Your assignment: Lift out, unaltered, the lines of the material below between the line holding "to the service." and the line holding "for request in", counting both.

Available data:
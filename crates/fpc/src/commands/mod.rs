//! CLI command implementations.

pub(crate) mod backlog;
pub(crate) mod health;
pub(crate) mod key;
pub(crate) mod purge;

pub(crate) use backlog::BacklogCommand;
pub(crate) use health::HealthCommand;
pub(crate) use key::KeyArgs;
pub(crate) use purge::{InvalidateArgs, PurgeArgs};
//! `fpc backlog` subcommand group.

use std::fmt::Write as _;
use std::time::Duration;

use clap::{Args, Subcommand};
use fpc_backlog::Backlog;

use crate::context::{Context, GlobalArgs};
use crate::error::CliError;
use crate::output::Output;

/// Backlog commands.
#[derive(Subcommand)]
pub(crate) enum BacklogCommand {
    /// Send queued operations to the service.
    Replay(ReplayArgs),
    /// List queued operations.
    Show,
    /// Replay from the first entry again on the next run.
    ResetOffset,
    /// Drop every queued operation.
    Delete,
}

/// Arguments for the backlog replay command.
#[derive(Args)]
pub(crate) struct ReplayArgs {
    /// Seconds to spend replaying (default: backlog.replay_time_limit).
    #[arg(long)]
    time_limit: Option<u64>,
}

impl BacklogCommand {
    pub(crate) fn execute(self, global: &GlobalArgs) -> Result<(), CliError> {
        let output = Output::new();
        let context = Context::load(global)?;
        match self {
            Self::Replay(args) => replay(&output, &context, &args),
            Self::Show => show(&output, &context.backlog()),
            Self::ResetOffset => {
                context.backlog().reset_offset()?;
                output.success("Backlog offset reset");
                Ok(())
            }
            Self::Delete => {
                context.backlog().delete()?;
                output.success("Backlog deleted");
                Ok(())
            }
        }
    }
}

fn replay(output: &Output, context: &Context, args: &ReplayArgs) -> Result<(), CliError> {
    let site = context.site_cache()?;
    if !site.backlog().exists() {
        output.info("Backlog is empty");
        return Ok(());
    }
    let limit = args
        .time_limit
        .unwrap_or(context.settings.backlog.replay_time_limit);

    if site.replay_backlog(Duration::from_secs(limit))? {
        output.success("Backlog replayed");
    } else {
        let pending = site.backlog().entries()?.len();
        output.warning(&format!("Replay stopped with {pending} operation(s) pending"));
    }
    Ok(())
}

fn show(output: &Output, backlog: &Backlog) -> Result<(), CliError> {
    let Some(header) = backlog.header()? else {
        output.info("Backlog is empty");
        return Ok(());
    };
    let entries = backlog.entries()?;

    output.highlight(&format!("{} pending operation(s)", entries.len()));
    output.field("Offset:", &header.offset.to_string(), 18);
    output.field("First processing:", &header.first_processing.to_string(), 18);
    output.field("Last processing:", &header.last_processing.to_string(), 18);
    for request in &entries {
        let mut line = format!("  {} {}", request.method, request.path);
        if let Some(url) = request.body.get("url") {
            let _ = write!(line, " url={url}");
        }
        if let Some(tag) = request.body.get("tag") {
            let _ = write!(line, " tag={tag}");
        }
        output.info(&line);
    }
    Ok(())
}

Expected answer:
    /// Send queued operations to the service.
    Replay(ReplayArgs),
    /// List queued operations.
    Show,
    /// Replay from the first entry again on the next run.
    ResetOffset,
    /// Drop every queued operation.
    Delete,
}

/// Arguments for the backlog replay command.
#[derive(Args)]
pub(crate) struct ReplayArgs {
    /// Seconds to spend replaying (default: backlog.replay_time_limit).
    #[arg(long)]
    time_limit: Option<u64>,
}

impl BacklogCommand {
    pub(crate) fn execute(self, global: &GlobalArgs) -> Result<(), CliError> {
        let output = Output::new();
        let context = Context::load(global)?;
        match self {
            Self::Replay(args) => replay(&output, &context, &args),
            Self::Show => show(&output, &context.backlog()),
            Self::ResetOffset => {
                context.backlog().reset_offset()?;
                output.success("Backlog offset reset");
                Ok(())
            }
            Self::Delete => {
                context.backlog().delete()?;
                output.success("Backlog deleted");
                Ok(())
            }
        }
    }
}

fn replay(output: &Output, context: &Context, args: &ReplayArgs) -> Result<(), CliError> {
    let site = context.site_cache()?;
    if !site.backlog().exists() {
        output.info("Backlog is empty");
        return Ok(());
    }
    let limit = args
        .time_limit
        .unwrap_or(context.settings.backlog.replay_time_limit);

    if site.replay_backlog(Duration::from_secs(limit))? {
        output.success("Backlog replayed");
    } else {
        let pending = site.backlog().entries()?.len();
        output.warning(&format!("Replay stopped with {pending} operation(s) pending"));
    }
    Ok(())
}

fn show(output: &Output, backlog: &Backlog) -> Result<(), CliError> {
    let Some(header) = backlog.header()? else {
        output.info("Backlog is empty");
        return Ok(());
    };
    let entries = backlog.entries()?;

    output.highlight(&format!("{} pending operation(s)", entries.len()));
    output.field("Offset:", &header.offset.to_string(), 18);
    output.field("First processing:", &header.first_processing.to_string(), 18);
    output.field("Last processing:", &header.last_processing.to_string(), 18);
    for request in &entries {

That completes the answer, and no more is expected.